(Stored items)
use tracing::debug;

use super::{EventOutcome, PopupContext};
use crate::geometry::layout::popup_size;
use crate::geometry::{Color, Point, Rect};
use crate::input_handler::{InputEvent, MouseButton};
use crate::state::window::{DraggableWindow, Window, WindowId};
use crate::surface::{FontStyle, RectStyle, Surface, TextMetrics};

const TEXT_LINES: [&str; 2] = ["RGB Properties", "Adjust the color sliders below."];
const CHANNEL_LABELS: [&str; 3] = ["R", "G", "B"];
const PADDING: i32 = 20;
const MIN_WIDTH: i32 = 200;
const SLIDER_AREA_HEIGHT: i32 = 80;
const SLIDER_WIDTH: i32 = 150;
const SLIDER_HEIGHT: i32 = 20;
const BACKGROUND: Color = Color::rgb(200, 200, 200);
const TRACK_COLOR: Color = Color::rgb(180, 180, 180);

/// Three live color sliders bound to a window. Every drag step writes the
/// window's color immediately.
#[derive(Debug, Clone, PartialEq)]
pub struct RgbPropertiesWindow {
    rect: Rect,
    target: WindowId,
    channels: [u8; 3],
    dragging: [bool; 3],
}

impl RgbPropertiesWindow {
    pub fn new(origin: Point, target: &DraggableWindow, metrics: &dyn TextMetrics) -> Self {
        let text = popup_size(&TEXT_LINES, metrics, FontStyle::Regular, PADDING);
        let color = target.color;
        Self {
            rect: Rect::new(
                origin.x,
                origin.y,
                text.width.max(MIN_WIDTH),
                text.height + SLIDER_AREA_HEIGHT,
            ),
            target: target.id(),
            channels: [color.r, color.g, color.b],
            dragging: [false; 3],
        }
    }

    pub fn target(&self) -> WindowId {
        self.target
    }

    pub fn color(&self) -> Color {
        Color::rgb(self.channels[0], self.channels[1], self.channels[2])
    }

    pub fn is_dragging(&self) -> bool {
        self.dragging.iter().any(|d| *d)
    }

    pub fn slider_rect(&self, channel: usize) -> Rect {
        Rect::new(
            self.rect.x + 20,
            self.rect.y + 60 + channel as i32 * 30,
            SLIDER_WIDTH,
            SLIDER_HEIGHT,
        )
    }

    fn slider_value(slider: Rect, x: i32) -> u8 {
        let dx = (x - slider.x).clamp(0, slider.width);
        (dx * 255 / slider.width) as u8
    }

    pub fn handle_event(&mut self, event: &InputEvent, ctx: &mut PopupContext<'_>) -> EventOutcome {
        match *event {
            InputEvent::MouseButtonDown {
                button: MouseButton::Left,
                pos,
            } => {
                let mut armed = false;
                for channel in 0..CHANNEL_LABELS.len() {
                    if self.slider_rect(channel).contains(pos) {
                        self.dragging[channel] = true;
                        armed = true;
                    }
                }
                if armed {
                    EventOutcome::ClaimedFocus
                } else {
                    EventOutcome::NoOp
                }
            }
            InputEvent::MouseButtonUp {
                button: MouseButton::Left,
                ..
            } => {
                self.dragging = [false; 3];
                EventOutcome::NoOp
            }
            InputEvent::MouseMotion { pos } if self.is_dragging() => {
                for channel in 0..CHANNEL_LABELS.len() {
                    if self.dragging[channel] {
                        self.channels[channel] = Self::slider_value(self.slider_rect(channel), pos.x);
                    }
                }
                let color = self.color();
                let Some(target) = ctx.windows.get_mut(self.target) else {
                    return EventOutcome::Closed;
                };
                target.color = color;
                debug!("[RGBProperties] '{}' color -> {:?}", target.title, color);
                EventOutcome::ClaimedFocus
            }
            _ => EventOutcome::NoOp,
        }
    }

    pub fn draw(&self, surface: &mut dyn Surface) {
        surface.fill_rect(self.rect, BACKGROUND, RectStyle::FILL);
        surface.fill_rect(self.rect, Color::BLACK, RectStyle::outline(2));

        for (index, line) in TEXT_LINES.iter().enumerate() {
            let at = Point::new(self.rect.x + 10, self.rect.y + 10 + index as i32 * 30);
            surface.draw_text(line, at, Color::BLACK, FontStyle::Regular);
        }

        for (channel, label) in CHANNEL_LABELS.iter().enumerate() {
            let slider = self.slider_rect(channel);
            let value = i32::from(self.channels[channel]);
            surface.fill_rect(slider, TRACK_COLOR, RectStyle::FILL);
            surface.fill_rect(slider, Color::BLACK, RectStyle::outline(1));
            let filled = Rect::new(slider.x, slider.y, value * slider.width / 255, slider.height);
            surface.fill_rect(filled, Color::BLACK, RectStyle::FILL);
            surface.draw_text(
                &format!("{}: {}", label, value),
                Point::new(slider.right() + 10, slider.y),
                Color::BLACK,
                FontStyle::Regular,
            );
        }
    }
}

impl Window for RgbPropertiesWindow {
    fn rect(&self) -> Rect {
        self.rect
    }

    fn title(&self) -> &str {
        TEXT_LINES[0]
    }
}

...

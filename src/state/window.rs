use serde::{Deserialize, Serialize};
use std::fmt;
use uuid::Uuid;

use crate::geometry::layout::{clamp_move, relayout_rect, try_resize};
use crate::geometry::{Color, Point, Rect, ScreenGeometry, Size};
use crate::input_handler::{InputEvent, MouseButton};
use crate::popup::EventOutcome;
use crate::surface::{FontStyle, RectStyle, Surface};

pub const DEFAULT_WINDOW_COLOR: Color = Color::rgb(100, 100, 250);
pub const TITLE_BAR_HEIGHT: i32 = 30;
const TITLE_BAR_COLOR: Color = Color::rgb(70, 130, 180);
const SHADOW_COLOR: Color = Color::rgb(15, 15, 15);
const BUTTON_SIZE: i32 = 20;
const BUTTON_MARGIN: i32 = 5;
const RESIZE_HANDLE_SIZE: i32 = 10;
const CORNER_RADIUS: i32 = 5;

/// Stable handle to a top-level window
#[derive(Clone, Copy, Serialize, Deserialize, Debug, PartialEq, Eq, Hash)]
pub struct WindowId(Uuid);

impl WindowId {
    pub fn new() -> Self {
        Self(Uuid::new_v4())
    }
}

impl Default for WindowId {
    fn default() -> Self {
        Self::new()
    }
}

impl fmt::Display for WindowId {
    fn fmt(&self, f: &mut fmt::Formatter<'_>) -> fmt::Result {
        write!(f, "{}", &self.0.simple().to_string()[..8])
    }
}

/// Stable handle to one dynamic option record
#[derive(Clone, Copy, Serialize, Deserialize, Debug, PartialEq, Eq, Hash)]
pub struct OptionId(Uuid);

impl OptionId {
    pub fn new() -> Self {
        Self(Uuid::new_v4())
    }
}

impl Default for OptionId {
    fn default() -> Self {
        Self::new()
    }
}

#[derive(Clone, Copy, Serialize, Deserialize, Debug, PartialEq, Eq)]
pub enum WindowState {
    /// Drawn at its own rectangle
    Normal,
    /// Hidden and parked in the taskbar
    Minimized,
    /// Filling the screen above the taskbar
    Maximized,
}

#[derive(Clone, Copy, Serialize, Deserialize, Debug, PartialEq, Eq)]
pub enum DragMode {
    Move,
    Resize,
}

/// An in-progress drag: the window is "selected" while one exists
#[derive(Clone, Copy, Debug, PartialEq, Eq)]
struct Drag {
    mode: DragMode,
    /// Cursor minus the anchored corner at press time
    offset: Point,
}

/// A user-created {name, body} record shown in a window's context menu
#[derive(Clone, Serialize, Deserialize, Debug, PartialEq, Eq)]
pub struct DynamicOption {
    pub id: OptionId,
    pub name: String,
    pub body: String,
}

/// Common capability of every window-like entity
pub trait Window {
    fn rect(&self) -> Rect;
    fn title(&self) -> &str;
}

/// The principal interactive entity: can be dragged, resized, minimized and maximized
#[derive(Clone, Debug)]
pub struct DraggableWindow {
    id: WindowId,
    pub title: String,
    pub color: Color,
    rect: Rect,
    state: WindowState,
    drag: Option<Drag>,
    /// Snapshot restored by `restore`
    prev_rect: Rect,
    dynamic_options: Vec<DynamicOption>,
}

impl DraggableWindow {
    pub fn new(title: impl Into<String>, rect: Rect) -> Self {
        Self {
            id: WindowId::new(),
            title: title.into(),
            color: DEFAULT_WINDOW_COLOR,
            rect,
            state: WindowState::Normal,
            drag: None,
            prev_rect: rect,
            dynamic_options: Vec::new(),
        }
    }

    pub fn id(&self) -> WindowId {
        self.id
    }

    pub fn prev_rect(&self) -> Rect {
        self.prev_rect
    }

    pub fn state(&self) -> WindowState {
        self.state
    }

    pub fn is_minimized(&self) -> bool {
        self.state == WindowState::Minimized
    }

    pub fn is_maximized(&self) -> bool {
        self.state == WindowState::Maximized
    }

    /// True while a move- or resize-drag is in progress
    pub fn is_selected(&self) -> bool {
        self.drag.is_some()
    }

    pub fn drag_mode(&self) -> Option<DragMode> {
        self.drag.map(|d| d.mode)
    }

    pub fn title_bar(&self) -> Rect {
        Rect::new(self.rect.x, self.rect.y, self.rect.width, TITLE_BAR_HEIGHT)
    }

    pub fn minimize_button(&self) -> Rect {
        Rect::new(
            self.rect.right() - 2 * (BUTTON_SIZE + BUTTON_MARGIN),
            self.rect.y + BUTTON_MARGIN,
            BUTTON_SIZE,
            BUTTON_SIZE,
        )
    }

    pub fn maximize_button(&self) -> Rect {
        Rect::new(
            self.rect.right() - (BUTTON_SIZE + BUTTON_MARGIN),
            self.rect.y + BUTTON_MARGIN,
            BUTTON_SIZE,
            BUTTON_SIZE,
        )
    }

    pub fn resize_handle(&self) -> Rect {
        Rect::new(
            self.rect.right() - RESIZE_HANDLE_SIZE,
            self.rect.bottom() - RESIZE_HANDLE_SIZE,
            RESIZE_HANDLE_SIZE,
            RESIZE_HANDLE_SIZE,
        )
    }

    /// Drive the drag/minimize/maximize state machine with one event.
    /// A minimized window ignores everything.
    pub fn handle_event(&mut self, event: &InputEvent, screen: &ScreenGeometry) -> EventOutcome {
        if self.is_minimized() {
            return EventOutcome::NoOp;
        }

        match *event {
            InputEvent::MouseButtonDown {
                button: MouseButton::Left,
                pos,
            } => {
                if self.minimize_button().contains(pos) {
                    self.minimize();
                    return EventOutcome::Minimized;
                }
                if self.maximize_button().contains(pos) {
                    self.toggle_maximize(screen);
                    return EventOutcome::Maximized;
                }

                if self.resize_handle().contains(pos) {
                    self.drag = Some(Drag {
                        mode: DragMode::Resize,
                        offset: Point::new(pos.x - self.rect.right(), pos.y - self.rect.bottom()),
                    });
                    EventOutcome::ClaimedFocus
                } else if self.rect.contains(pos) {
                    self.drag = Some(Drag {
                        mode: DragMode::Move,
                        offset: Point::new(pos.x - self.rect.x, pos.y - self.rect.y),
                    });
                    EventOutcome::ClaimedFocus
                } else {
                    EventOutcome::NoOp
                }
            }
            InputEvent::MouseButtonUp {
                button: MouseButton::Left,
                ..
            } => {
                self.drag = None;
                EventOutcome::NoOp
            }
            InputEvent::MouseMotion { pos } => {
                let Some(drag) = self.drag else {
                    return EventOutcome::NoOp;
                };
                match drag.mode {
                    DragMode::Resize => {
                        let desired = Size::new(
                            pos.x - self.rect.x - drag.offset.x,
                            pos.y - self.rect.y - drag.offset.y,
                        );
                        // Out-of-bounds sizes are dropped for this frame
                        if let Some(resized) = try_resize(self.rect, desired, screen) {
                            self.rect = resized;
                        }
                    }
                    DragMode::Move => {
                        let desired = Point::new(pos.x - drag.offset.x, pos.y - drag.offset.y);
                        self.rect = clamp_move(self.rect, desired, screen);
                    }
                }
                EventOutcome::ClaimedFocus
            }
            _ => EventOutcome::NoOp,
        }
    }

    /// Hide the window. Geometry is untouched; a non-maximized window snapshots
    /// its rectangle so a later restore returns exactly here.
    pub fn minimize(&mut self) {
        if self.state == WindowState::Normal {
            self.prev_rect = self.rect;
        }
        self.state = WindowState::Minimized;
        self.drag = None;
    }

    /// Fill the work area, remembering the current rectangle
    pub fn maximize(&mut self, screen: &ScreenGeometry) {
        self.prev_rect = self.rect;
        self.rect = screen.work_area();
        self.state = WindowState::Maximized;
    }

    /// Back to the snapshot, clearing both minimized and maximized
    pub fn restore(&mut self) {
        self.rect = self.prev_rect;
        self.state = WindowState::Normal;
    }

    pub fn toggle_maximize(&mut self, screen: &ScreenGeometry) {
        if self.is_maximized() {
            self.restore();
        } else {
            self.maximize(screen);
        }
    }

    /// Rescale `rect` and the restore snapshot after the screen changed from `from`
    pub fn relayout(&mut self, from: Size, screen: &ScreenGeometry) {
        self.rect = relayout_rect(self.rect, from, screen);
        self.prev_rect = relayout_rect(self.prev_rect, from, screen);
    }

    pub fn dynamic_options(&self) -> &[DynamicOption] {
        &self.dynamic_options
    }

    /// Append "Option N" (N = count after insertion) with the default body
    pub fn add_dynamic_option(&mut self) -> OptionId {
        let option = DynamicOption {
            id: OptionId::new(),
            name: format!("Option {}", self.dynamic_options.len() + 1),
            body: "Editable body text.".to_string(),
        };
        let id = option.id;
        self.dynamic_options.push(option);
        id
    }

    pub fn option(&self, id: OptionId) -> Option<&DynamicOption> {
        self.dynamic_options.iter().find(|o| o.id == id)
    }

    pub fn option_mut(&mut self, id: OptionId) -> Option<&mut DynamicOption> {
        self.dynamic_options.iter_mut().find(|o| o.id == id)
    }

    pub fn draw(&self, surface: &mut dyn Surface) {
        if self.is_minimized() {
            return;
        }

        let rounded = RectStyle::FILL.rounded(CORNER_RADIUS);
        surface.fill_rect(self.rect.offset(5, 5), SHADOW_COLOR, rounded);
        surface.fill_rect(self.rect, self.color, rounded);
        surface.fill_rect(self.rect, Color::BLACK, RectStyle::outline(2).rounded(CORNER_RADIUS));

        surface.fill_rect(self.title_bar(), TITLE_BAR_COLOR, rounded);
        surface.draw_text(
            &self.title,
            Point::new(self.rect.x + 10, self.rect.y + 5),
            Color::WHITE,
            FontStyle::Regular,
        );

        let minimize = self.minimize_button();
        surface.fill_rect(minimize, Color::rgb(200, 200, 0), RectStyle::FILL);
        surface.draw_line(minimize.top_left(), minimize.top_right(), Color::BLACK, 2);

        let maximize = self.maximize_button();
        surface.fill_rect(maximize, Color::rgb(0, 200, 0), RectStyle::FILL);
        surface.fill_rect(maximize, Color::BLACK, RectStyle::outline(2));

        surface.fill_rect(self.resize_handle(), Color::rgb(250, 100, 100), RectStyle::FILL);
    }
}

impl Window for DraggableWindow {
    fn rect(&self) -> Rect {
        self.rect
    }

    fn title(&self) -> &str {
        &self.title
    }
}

---

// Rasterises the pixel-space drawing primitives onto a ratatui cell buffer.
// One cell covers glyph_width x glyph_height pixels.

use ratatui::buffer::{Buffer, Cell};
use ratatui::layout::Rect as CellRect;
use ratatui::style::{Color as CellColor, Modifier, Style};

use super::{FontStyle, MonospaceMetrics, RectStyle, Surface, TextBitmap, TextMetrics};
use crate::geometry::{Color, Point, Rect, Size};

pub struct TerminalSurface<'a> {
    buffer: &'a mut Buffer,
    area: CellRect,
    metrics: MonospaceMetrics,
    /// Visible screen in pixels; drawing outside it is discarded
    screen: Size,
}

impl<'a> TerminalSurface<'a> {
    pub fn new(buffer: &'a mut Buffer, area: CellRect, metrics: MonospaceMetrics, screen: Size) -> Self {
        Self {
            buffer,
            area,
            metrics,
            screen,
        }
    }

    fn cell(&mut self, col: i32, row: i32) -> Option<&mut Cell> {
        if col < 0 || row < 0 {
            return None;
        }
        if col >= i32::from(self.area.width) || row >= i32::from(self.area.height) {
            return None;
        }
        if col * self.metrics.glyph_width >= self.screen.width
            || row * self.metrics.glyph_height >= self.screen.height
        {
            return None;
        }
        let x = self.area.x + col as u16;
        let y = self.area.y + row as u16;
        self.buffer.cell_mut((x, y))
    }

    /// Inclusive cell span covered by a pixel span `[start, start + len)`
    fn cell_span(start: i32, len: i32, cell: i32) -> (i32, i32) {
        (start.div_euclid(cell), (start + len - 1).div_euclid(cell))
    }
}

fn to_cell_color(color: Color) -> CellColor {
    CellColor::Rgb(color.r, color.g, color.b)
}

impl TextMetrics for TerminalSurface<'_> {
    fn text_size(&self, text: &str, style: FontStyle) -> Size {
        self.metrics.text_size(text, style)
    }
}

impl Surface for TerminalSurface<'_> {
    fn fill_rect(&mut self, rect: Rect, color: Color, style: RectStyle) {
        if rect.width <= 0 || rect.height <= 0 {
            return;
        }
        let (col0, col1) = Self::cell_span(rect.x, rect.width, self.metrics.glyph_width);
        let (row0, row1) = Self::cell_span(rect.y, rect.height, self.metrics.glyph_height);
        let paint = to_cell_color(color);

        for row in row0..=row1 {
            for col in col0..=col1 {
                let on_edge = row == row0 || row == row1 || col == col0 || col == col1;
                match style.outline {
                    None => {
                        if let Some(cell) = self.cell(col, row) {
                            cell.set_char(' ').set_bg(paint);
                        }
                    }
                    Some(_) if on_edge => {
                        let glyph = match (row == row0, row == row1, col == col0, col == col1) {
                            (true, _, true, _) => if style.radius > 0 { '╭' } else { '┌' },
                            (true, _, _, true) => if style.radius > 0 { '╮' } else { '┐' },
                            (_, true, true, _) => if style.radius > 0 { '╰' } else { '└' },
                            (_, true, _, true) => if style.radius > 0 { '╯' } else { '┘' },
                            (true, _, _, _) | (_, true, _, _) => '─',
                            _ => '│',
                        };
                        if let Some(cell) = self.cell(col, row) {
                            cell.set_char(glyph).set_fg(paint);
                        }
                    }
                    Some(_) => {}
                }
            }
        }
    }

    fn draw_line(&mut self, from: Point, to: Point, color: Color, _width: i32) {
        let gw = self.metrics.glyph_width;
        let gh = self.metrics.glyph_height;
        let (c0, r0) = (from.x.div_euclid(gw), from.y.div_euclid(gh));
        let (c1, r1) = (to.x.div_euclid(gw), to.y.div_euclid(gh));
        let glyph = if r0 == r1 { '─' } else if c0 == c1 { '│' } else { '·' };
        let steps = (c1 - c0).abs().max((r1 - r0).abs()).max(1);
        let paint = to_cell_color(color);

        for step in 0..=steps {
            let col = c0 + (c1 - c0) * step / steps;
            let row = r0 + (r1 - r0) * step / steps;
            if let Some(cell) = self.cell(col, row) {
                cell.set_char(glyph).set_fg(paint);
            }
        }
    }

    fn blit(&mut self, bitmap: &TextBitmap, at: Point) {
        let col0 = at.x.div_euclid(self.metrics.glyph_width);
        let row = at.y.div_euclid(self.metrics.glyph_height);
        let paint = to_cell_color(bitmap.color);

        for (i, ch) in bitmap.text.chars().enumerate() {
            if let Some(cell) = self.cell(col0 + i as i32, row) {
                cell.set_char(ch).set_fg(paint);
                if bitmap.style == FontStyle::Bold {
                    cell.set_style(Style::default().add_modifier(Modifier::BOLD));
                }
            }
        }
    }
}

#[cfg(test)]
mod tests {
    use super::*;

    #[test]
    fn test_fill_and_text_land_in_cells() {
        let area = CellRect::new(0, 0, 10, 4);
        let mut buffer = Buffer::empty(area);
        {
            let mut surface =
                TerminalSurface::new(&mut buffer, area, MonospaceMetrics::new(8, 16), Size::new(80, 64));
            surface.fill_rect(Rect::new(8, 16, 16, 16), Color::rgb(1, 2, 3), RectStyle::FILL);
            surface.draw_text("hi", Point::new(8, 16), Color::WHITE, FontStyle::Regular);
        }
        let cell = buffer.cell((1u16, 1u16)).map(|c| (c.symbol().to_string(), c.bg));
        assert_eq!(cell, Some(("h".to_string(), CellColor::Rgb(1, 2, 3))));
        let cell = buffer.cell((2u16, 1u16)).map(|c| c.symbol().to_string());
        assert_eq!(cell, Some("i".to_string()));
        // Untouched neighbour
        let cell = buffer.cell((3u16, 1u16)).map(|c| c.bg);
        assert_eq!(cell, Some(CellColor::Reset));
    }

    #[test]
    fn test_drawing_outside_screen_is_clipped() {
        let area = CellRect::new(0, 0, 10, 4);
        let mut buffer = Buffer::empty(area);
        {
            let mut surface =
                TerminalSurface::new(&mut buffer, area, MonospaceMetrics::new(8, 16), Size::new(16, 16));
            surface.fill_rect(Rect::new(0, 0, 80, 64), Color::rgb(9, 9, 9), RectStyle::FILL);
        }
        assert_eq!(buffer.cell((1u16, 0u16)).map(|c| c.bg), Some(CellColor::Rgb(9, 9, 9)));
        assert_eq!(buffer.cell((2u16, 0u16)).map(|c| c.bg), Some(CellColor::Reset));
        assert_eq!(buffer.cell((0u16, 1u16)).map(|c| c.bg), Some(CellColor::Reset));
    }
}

■ What to produce
Report the number of lines in the records that include the string "with", and write no other words.

■ Output for this task
2